EXERCISE DETAILS:
Once every line containing "Result" has been counted, report the total for the data and nothing else.

Dataset items:
#####
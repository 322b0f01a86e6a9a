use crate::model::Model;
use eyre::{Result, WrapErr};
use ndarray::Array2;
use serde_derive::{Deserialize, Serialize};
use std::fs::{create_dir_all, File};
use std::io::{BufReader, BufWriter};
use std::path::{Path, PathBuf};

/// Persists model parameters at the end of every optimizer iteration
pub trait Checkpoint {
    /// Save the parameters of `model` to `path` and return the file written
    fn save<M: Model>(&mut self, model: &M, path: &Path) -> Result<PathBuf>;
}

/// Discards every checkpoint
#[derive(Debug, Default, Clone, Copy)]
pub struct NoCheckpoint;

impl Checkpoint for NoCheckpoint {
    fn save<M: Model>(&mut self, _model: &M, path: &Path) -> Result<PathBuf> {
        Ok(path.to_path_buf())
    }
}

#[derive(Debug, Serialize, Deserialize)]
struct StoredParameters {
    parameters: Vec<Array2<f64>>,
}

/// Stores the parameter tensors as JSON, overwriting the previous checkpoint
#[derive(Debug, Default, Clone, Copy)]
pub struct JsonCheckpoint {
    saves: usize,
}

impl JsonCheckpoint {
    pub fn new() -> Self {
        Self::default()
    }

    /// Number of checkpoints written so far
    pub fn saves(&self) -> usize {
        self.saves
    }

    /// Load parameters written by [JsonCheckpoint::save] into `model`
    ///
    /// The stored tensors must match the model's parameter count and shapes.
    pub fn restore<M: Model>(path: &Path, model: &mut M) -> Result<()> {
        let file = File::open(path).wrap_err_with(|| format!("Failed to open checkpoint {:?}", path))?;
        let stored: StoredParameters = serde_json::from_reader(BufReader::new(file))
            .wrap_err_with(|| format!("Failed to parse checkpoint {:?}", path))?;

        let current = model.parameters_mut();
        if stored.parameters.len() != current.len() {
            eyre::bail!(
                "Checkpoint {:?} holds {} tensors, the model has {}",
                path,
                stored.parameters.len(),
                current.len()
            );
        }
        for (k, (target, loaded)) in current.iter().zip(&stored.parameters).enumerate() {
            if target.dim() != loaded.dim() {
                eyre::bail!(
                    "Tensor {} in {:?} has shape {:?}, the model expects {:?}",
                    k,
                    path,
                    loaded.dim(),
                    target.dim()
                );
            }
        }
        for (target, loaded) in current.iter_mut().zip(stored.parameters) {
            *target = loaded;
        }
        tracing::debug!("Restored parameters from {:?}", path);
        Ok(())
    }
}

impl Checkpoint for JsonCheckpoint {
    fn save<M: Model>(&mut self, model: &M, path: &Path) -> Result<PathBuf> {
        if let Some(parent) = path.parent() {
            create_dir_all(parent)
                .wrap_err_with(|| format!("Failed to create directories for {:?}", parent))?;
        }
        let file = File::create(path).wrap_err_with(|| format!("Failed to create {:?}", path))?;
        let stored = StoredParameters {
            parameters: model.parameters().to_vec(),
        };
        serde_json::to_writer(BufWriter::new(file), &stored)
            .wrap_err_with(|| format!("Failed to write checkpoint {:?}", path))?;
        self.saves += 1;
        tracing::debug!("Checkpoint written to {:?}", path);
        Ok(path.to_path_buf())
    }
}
#####
ANSWER SECTION:
5